This data visualization example include:
* Import .img file as a raster
* Turn raster into a data.frame of points (coordinates) and values
* Dividing the points into 100 equal-area rings
* Calculate Built-up Area/Urban Extent for each ring
* Turn dataframe into raster
* Plot multiple figures on the same color scale

Saturation in ten cities with equal-area rings

  • The 1000 rings have a minimum saturation of 30.5% and a maximum of 99.9%
  • Same color scale for every map, with a boundary of [0.3, 1]
  • Dark green corresponds to a ring saturation of 0.3, and dark red corresponds to 1

R Code for one city

  • The setting of the code can loop around several different cities, here we only load one city.
list.of.packages <- c("raster", "rgdal", "Hmisc", "plyr", "RColorBrewer", "googledrive")
new.packages <- list.of.packages[!(list.of.packages %in% installed.packages()[,"Package"])]
if(length(new.packages)) install.packages(new.packages)

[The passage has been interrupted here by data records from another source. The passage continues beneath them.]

use std::fmt::Write as _;
use std::path::Path;

use ndarray::{Array2, Axis};
use ndarray_rand::RandomExt;
use rand::distributions::Uniform;
use rand::rngs::StdRng;
use rand::SeedableRng;
use serde::{Deserialize, Serialize};

#[cfg(feature = "rayon")]
use ndarray::parallel::prelude::*;
#[cfg(feature = "rayon")]
use rayon::prelude::*;

use crate::config::{Layout, SomInit};
use crate::io::{self, SomFileHeader};
use crate::neighborhood::Neighborhood;
use crate::topology::GridMetric;
use crate::{SomError, SomResult};

/// Static shape of a SOM: map layout plus neuron resolution.
#[derive(Debug, Clone, PartialEq, Eq, Serialize, Deserialize)]
pub struct SomGeometry {
    pub layout: Layout,
    pub neuron_dim: usize,
    pub channels: usize,
}

impl SomGeometry {
    pub fn num_neurons(&self) -> usize {
        self.layout.num_neurons()
    }

    /// Length of one neuron vector: channels * neuron_dim^2.
    pub fn neuron_stride(&self) -> usize {
        self.channels * self.neuron_dim * self.neuron_dim
    }

    pub fn payload_len(&self) -> usize {
        self.num_neurons() * self.neuron_stride()
    }

    pub fn file_header(&self) -> SomFileHeader {
        let [width, height, depth] = self.layout.header_dims();
        SomFileHeader {
            number_of_channels: self.channels,
            width,
            height,
            depth,
            neuron_dim: self.neuron_dim,
        }
    }
}

/// Per-call inputs of the neighborhood update; the container holds no
/// functors so the trainer stays the single owner of the configuration.
pub struct UpdateParams<'a> {
    pub metric: &'a GridMetric,
    pub neighborhood: &'a Neighborhood,
    pub damping: f32,
    pub max_update_distance: f32,
}

/// The map itself: one prototype image per grid position plus a counter of
/// how often each position won.
#[derive(Debug, Clone)]
pub struct Som {
    geometry: SomGeometry,
    neurons: Array2<f32>,
    update_counter: Vec<u32>,
}

impl Som {
    pub fn new(
        geometry: SomGeometry,
        init: SomInit,
        seed: u64,
        init_filename: Option<&Path>,
    ) -> SomResult<Self> {
        let num_neurons = geometry.num_neurons();
        let stride = geometry.neuron_stride();

        let neurons = match init {
            SomInit::Zero => Array2::zeros((num_neurons, stride)),
            SomInit::Random => Self::random_neurons(&geometry, seed),
            SomInit::RandomWithPreferredDirection => {
                let mut neurons = Self::random_neurons(&geometry, seed);
                let dim = geometry.neuron_dim;
                let neuron_size = dim * dim;
                for mut row in neurons.axis_iter_mut(Axis(0)) {
                    for c in 0..geometry.channels {
                        for i in 0..dim {
                            row[c * neuron_size + i * dim + i] = 1.0;
                        }
                    }
                }
                neurons
            }
            SomInit::Fileinit => {
                let path = init_filename.ok_or_else(|| {
                    SomError::BadConfig("FILEINIT requires initFilename".into())
                })?;
                let data = io::read_som_file(path, &geometry.file_header(), geometry.payload_len())?;
                Array2::from_shape_vec((num_neurons, stride), data)
                    .expect("payload length matches the geometry")
            }
        };

        Ok(Self {
            geometry,
            neurons,
            update_counter: vec![0; num_neurons],
        })
    }

    fn random_neurons(geometry: &SomGeometry, seed: u64) -> Array2<f32> {
        let mut rng = StdRng::seed_from_u64(seed);
        Array2::random_using(
            (geometry.num_neurons(), geometry.neuron_stride()),
            Uniform::new(0.0f32, 1.0),
            &mut rng,
        )
    }

    pub fn geometry(&self) -> &SomGeometry {
        &self.geometry
    }

    pub fn neurons(&self) -> &Array2<f32> {
        &self.neurons
    }

    pub fn update_counter(&self) -> &[u32] {
        &self.update_counter
    }

    /// Pull every neuron within the cutoff toward its preferred bank entry.
    ///
    /// The weight is the neighborhood value of the grid distance to the
    /// winner, damped by `params.damping`; a weight of 1 replaces the
    /// neuron with the bank entry, 0 leaves it untouched. Inputs are
    /// validated up front so the mutation below cannot fail half-way.
    pub fn update_neighborhood(
        &mut self,
        bank: &Array2<f32>,
        best_neuron: usize,
        best_rot: &[usize],
        params: &UpdateParams<'_>,
    ) -> SomResult<()> {
        let num_neurons = self.geometry.num_neurons();
        if best_neuron >= num_neurons {
            return Err(SomError::InvariantViolation(format!(
                "winner index {best_neuron} out of range for {num_neurons} neurons"
            )));
        }
        if best_rot.len() != num_neurons {
            return Err(SomError::InvariantViolation(format!(
                "best rotation vector has length {}, expected {num_neurons}",
                best_rot.len()
            )));
        }
        if bank.ncols() != self.geometry.neuron_stride() {
            return Err(SomError::InvariantViolation(format!(
                "bank stride {} does not match neuron stride {}",
                bank.ncols(),
                self.geometry.neuron_stride()
            )));
        }
        if let Some(&rot) = best_rot.iter().find(|&&rot| rot >= bank.nrows()) {
            return Err(SomError::InvariantViolation(format!(
                "bank index {rot} out of range for {} entries",
                bank.nrows()
            )));
        }

        let metric = params.metric;
        let neighborhood = params.neighborhood;
        let damping = params.damping;
        let cutoff = params.max_update_distance;

        let pull = |i: usize, mut neuron: ndarray::ArrayViewMut1<'_, f32>, rot: usize| {
            let distance = metric.distance(best_neuron, i);
            if cutoff > 0.0 && distance >= cutoff {
                return;
            }
            let factor = neighborhood.weight(distance) * damping;
            let entry = bank.row(rot);
            let entry = entry.as_slice().expect("bank row is contiguous");
            let neuron = neuron.as_slice_mut().expect("neuron row is contiguous");
            for (value, &target) in neuron.iter_mut().zip(entry) {
                *value -= (*value - target) * factor;
            }
        };

        #[cfg(feature = "rayon")]
        {
            self.neurons
                .axis_iter_mut(Axis(0))
                .into_par_iter()
                .zip(best_rot.par_iter())
                .enumerate()
                .for_each(|(i, (neuron, &rot))| pull(i, neuron, rot));
        }
        #[cfg(not(feature = "rayon"))]
        {
            self.neurons
                .axis_iter_mut(Axis(0))
                .zip(best_rot.iter())
                .enumerate()
                .for_each(|(i, (neuron, &rot))| pull(i, neuron, rot));
        }

        self.update_counter[best_neuron] += 1;
        Ok(())
    }

    pub fn write(&self, path: impl AsRef<Path>) -> SomResult<()> {
        let data = self
            .neurons
            .as_slice()
            .expect("neuron tensor is contiguous");
        io::write_som_file(path, &self.geometry.file_header(), data)
    }

    /// Update counts laid out like the map, one row per grid row.
    pub fn counter_grid_string(&self) -> String {
        let mut out = String::new();
        match &self.geometry.layout {
            Layout::Hexagonal { side } => {
                let radius = (*side as i32 - 1) / 2;
                let mut pos = 0usize;
                for x in -radius..=radius {
                    for _ in -radius - x.min(0)..=radius - x.max(0) {
                        write!(out, "{:6} ", self.update_counter[pos]).unwrap();
                        pos += 1;
                    }
                    out.push('\n');
                }
            }
            Layout::Cartesian { lengths, .. } => {
                let [width, height, depth] = {
                    let mut dims = [1usize; 3];
                    dims[..lengths.len()].copy_from_slice(lengths);
                    dims
                };
                let mut pos = 0usize;
                for _ in 0..depth {
                    for _ in 0..height {
                        for _ in 0..width {
                            write!(out, "{:6} ", self.update_counter[pos]).unwrap();
                            pos += 1;
                        }
                        out.push('\n');
                    }
                    out.push('\n');
                }
            }
        }
        out
    }
}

suppressPackageStartupMessages({
library('raster')   # obtain raster from GIS image file, and plot
library('rgdal')    # readOGR: read ArcGIS vector maps into Spatial objects
library('Hmisc')    # cut2: cut vector into equal-length
library('plyr')     # join
library('RColorBrewer') # for `brewer.pal` in ggplot2
library('knitr')    # kable
})
options(digits = 4)
  • The local version:
# Where are all the data files located:
parent_dir <- c("D:/OneDrive - nyu.edu/NYU Marron/180716_Draw Circle/Data/")
# Get all the folder names (names of the cities) in the directory, used to scan all the cities
city_list <- list.files(parent_dir)

# If use Hong Kong as an example
  city1 <- city_list[6]
  newdir <- paste(parent_dir, city1, sep = "")
  image <- raster(paste(newdir, c("./city_urbFootprint_clp_t3.img"), sep = ""))
    
  # A point that shows the center of the city
  cbd <-  readOGR(dsn = newdir, layer = paste(city1, "_CBD_Project", sep=""))
## OGR data source with driver: ESRI Shapefile 
## Source: "D:\OneDrive - nyu.edu\NYU Marron\180716_Draw Circle\Data\Hong_Kong", layer: "Hong_Kong_CBD_Project"
## with 1 features
## It has 6 fields
## Integer64 fields read as strings:  Id
  cbdpoint <- SpatialPoints(cbd)
  • In this blog data is downloaded from googledrive
city1 <-"Hong_Kong"
library(googledrive)
temp <- tempfile(fileext = ".zip")
dl <- drive_download(as_id("1z-aD2orN2k2BINkDD6whEhHFga_4HIu8"), path = temp, overwrite = TRUE)
out <- unzip(temp, exdir = tempdir())
image <- raster(out[1])
cbdpoint <- SpatialPoints(readOGR(dsn = paste(tempdir(),"\\Hong_Kong",sep = ""),
                                  layer = "Hong_Kong_CBD_Project"))
  • Read raster as points: rasterToPoints
  # mydata_HK contains coordinate (x,y) and category (type)
  mydata_HK <- as.data.frame(rasterToPoints(image))
  names(mydata_HK) <- c("x", "y", "type")
  • Divide points into ten equal-size rings
  • Calculate distances using sp::spDistsN1
  # calculate distance to the cbd from every point
  pts <- as.matrix(mydata_HK[,1:2])
  mydata_HK$cbd_dist <- spDistsN1(pts, cbdpoint, longlat = F)
  
  # library('Hmisc') # cut2
  mydata_HK$ring <- as.numeric(cut2(mydata_HK$cbd_dist,g = 100)) # get 1:100
  mydata_HK$type <- as.factor(mydata_HK$type)
  mydata_HK$ring <- as.factor(mydata_HK$ring)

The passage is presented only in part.